▶ [Task to complete] Give the entries again, word for word.

▶ [Stored items]

┄┄┄┄┄┄

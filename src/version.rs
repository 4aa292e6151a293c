//! Build and git metadata, embedded at compile time.

/// Package version from Cargo.toml.
pub const PKG_VERSION: &str = env!("CARGO_PKG_VERSION");

/// Git branch at build time, or "unknown" if unavailable.
pub const GIT_BRANCH: &str = match option_env!("VERGEN_GIT_BRANCH") {
    Some(branch) => branch,
    None => "unknown",
};

/// Git commit SHA (short) at build time, or "unknown" if unavailable.
pub const GIT_SHA: &str = match option_env!("VERGEN_GIT_SHA") {
    Some(sha) => sha,
    None => "unknown",
};

/// Full version string for startup logs: `{version}+{branch}.{sha}`, with a
/// `.dirty` suffix when the working tree had uncommitted changes at build
/// time (e.g. `0.3.0+main.abc1234`).
pub fn version_string() -> String {
    let sha = &GIT_SHA[..GIT_SHA.len().min(7)];
    let mut version = format!("{PKG_VERSION}+{GIT_BRANCH}.{sha}");
    if option_env!("VERGEN_GIT_DIRTY") == Some("true") {
        version.push_str(".dirty");
    }
    version
}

┄┄┄┄┄┄

▶ [Written answer]
filename src/version.rs
repository 4aa292e6151a293c
//! Build and git metadata, embedded at compile time.

/// Package version from Cargo.toml.
pub const PKG_VERSION: &str = env!("CARGO_PKG_VERSION");

/// Git branch at build time, or "unknown" if unavailable.
pub const GIT_BRANCH: &str = match option_env!("VERGEN_GIT_BRANCH") {
    Some(branch) => branch,
    None => "unknown",
};

/// Git commit SHA (short) at build time, or "unknown" if unavailable.
pub const GIT_SHA: &str = match option_env!("VERGEN_GIT_SHA") {
    Some(sha) => sha,
    None => "unknown",
};

/// Full version string for startup logs: `{version}+{branch}.{sha}`, with a
/// `.dirty` suffix when the working tree had uncommitted changes at build
/// time (e.g. `0.3.0+main.abc1234`).
pub fn version_string() -> String {
    let sha = &GIT_SHA[..GIT_SHA.len().min(7)];
    let mut version = format!("{PKG_VERSION}+{GIT_BRANCH}.{sha}");
    if option_env!("VERGEN_GIT_DIRTY") == Some("true") {
        version.push_str(".dirty");
    }
    version
}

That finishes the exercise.